**PROBLEM TO SOLVE**
Write out each line from the data below that includes the word "generates".

RECORDS TO PROCESS START

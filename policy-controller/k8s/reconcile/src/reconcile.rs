use crate::{
    metrics::{ControllerMetrics, PolicyOp},
    store::{Store, StoreError},
};
use netplate_policy_controller_core::{
    template::{self, NamespaceMeta, TypeRef},
    RuleContent,
};
use netplate_policy_controller_k8s_api::{
    generated::{self, API_VERSION, TEMPLATE_LABEL},
    policy::{template::is_opted_in, NetworkPolicyTemplate, TemplateStatus},
    DynamicObject, GeneratedKind, Namespace, OwnerReference, PolicyId, Resource, ResourceExt,
};
use thiserror::Error;
use tracing::{debug, info, warn};

#[derive(Debug, Error)]
pub enum Error {
    #[error("store error: {0}")]
    Store(#[from] StoreError),

    #[error("template {0} has no uid")]
    MissingUid(String),
}

/// Brings the generated policies of a template in line with the namespaces
/// that opt into it.
pub struct Reconciler<S> {
    store: S,
    metrics: ControllerMetrics,
}

/// The outcome of reconciling a single namespace.
#[derive(Debug, Error)]
enum NamespaceError {
    #[error(transparent)]
    Compile(#[from] template::Error),

    #[error(transparent)]
    Store(#[from] StoreError),
}

// === impl Reconciler ===

impl<S: Store> Reconciler<S> {
    pub fn new(store: S, metrics: ControllerMetrics) -> Self {
        Self { store, metrics }
    }

    pub fn store(&self) -> &S {
        &self.store
    }

    /// Runs a single reconciliation pass for the template.
    ///
    /// A template marked for deletion has its policies deleted and its
    /// finalizer released; otherwise each namespace is reconciled in turn and
    /// the template's status is updated to reflect whether it compiled
    /// everywhere.
    pub async fn reconcile(&self, template: &NetworkPolicyTemplate) -> Result<(), Error> {
        let res = if template.is_deleting() {
            self.finalize(template).await
        } else {
            self.apply(template).await
        };
        self.metrics.reconciled(res.is_ok());
        res
    }

    async fn finalize(&self, template: &NetworkPolicyTemplate) -> Result<(), Error> {
        let name = template.name_any();
        if !template.has_finalizer() {
            debug!(template = %name, "Template deleted without finalizer");
            return Ok(());
        }

        for kind in GeneratedKind::ALL {
            for policy in self.store.owned_policies(kind, &name).await? {
                if policy.metadata.deletion_timestamp.is_some() {
                    continue;
                }
                let id = PolicyId::of(&policy.metadata);
                self.store.delete_policy(kind, &id).await?;
                self.metrics.policy_written(kind, PolicyOp::Delete);
                info!(template = %name, %kind, policy = %id, "Deleted policy");
            }
        }

        self.store.remove_finalizer(template).await?;
        info!(template = %name, "Released template");
        Ok(())
    }

    async fn apply(&self, template: &NetworkPolicyTemplate) -> Result<(), Error> {
        let name = template.name_any();
        if !template.has_finalizer() {
            self.store.add_finalizer(template).await?;
            debug!(template = %name, "Added finalizer");
        }

        let owner = template
            .controller_owner_ref(&())
            .ok_or_else(|| Error::MissingUid(name.clone()))?;
        let kind = GeneratedKind::for_template(template);

        let mut status = TemplateStatus::Ok;
        let mut failure = None;
        for ns in self.store.namespaces().await? {
            match self.reconcile_namespace(template, kind, &owner, &ns).await {
                Ok(()) => {}
                Err(NamespaceError::Compile(error)) => {
                    warn!(template = %name, namespace = %ns.name_any(), %error, "Failed to compile template");
                    self.metrics.compile_failed();
                    status = TemplateStatus::Invalid;
                }
                Err(NamespaceError::Store(error)) => {
                    warn!(template = %name, namespace = %ns.name_any(), %error, "Failed to reconcile namespace");
                    failure.get_or_insert(error);
                }
            }
        }

        if let Err(error) = self.prune_stale_kinds(&name, kind).await {
            warn!(template = %name, %error, "Failed to delete policies of a previous kind");
            failure.get_or_insert(error);
        }

        if template.status != Some(status) {
            self.store.set_status(&name, status).await?;
            info!(template = %name, ?status, "Updated status");
        }

        match failure {
            Some(error) => Err(error.into()),
            None => Ok(()),
        }
    }

    /// Deletes the policies a template owns of any kind other than the one it
    /// currently generates, left behind when `clusterWide` changes.
    async fn prune_stale_kinds(&self, name: &str, current: GeneratedKind) -> Result<(), StoreError> {
        for kind in GeneratedKind::ALL.into_iter().filter(|k| *k != current) {
            for policy in self.store.owned_policies(kind, name).await? {
                if policy.metadata.deletion_timestamp.is_some() {
                    continue;
                }
                let id = PolicyId::of(&policy.metadata);
                self.store.delete_policy(kind, &id).await?;
                self.metrics.policy_written(kind, PolicyOp::Delete);
                info!(template = %name, %kind, policy = %id, "Deleted policy of a previous kind");
            }
        }
        Ok(())
    }

    async fn reconcile_namespace(
        &self,
        template: &NetworkPolicyTemplate,
        kind: GeneratedKind,
        owner: &OwnerReference,
        ns: &Namespace,
    ) -> Result<(), NamespaceError> {
        let name = owner.name.as_str();
        let ns_name = ns.name_any();
        let id = kind.policy_id(&ns_name, name);

        if !is_opted_in(&ns.metadata, name) {
            let Some(existing) = self.store.get_policy(kind, &id).await? else {
                return Ok(());
            };
            if !generated::is_owned_by(&existing.metadata, name) {
                debug!(template = %name, policy = %id, "Ignoring unmanaged policy");
                return Ok(());
            }
            if existing.metadata.deletion_timestamp.is_some() {
                return Ok(());
            }
            self.store.delete_policy(kind, &id).await?;
            self.metrics.policy_written(kind, PolicyOp::Delete);
            info!(template = %name, %kind, policy = %id, "Deleted policy");
            return Ok(());
        }

        let desired = desired_policy(template, kind, owner, ns)?;

        let Some(mut existing) = self.store.get_policy(kind, &id).await? else {
            self.store.create_policy(kind, desired).await?;
            self.metrics.policy_written(kind, PolicyOp::Create);
            info!(template = %name, %kind, policy = %id, "Created policy");
            return Ok(());
        };

        if !generated::is_owned_by(&existing.metadata, name) {
            warn!(template = %name, %kind, policy = %id, "Policy exists and is not managed by this template");
            return Ok(());
        }

        let content = RuleContent::of(&desired.data);
        let labeled = existing.labels().get(TEMPLATE_LABEL).map(String::as_str) == Some(name);
        if labeled && RuleContent::of(&existing.data) == content {
            debug!(template = %name, policy = %id, "Policy is up to date");
            return Ok(());
        }

        content.apply_to(&mut existing.data);
        existing
            .labels_mut()
            .insert(TEMPLATE_LABEL.to_string(), name.to_string());
        self.store.replace_policy(kind, existing).await?;
        self.metrics.policy_written(kind, PolicyOp::Update);
        info!(template = %name, %kind, policy = %id, "Updated policy");
        Ok(())
    }
}

/// Compiles the policy `template` generates for `ns`, stamped with its
/// identity and ownership.
fn desired_policy(
    template: &NetworkPolicyTemplate,
    kind: GeneratedKind,
    owner: &OwnerReference,
    ns: &Namespace,
) -> Result<DynamicObject, template::Error> {
    let meta = NamespaceMeta {
        name: ns.name_any(),
        labels: ns.labels().clone(),
        annotations: ns.annotations().clone(),
    };
    let expected = TypeRef::new(API_VERSION, kind.kind());
    let data = template::compile(&template.spec.policy_template, &meta, &expected)?;

    let mut policy: DynamicObject =
        serde_json::from_value(data).map_err(|error| template::Error::Decode(Box::new(error)))?;
    let id = kind.policy_id(&meta.name, &owner.name);
    policy.metadata.name = Some(id.name);
    policy.metadata.namespace = id.namespace;
    policy.metadata.owner_references = Some(vec![owner.clone()]);
    policy
        .labels_mut()
        .insert(TEMPLATE_LABEL.to_string(), owner.name.clone());
    Ok(policy)
}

RECORDS TO PROCESS END

**YOUR RESPONSE**
    /// currently generates, left behind when `clusterWide` changes.
/// Compiles the policy `template` generates for `ns`, stamped with its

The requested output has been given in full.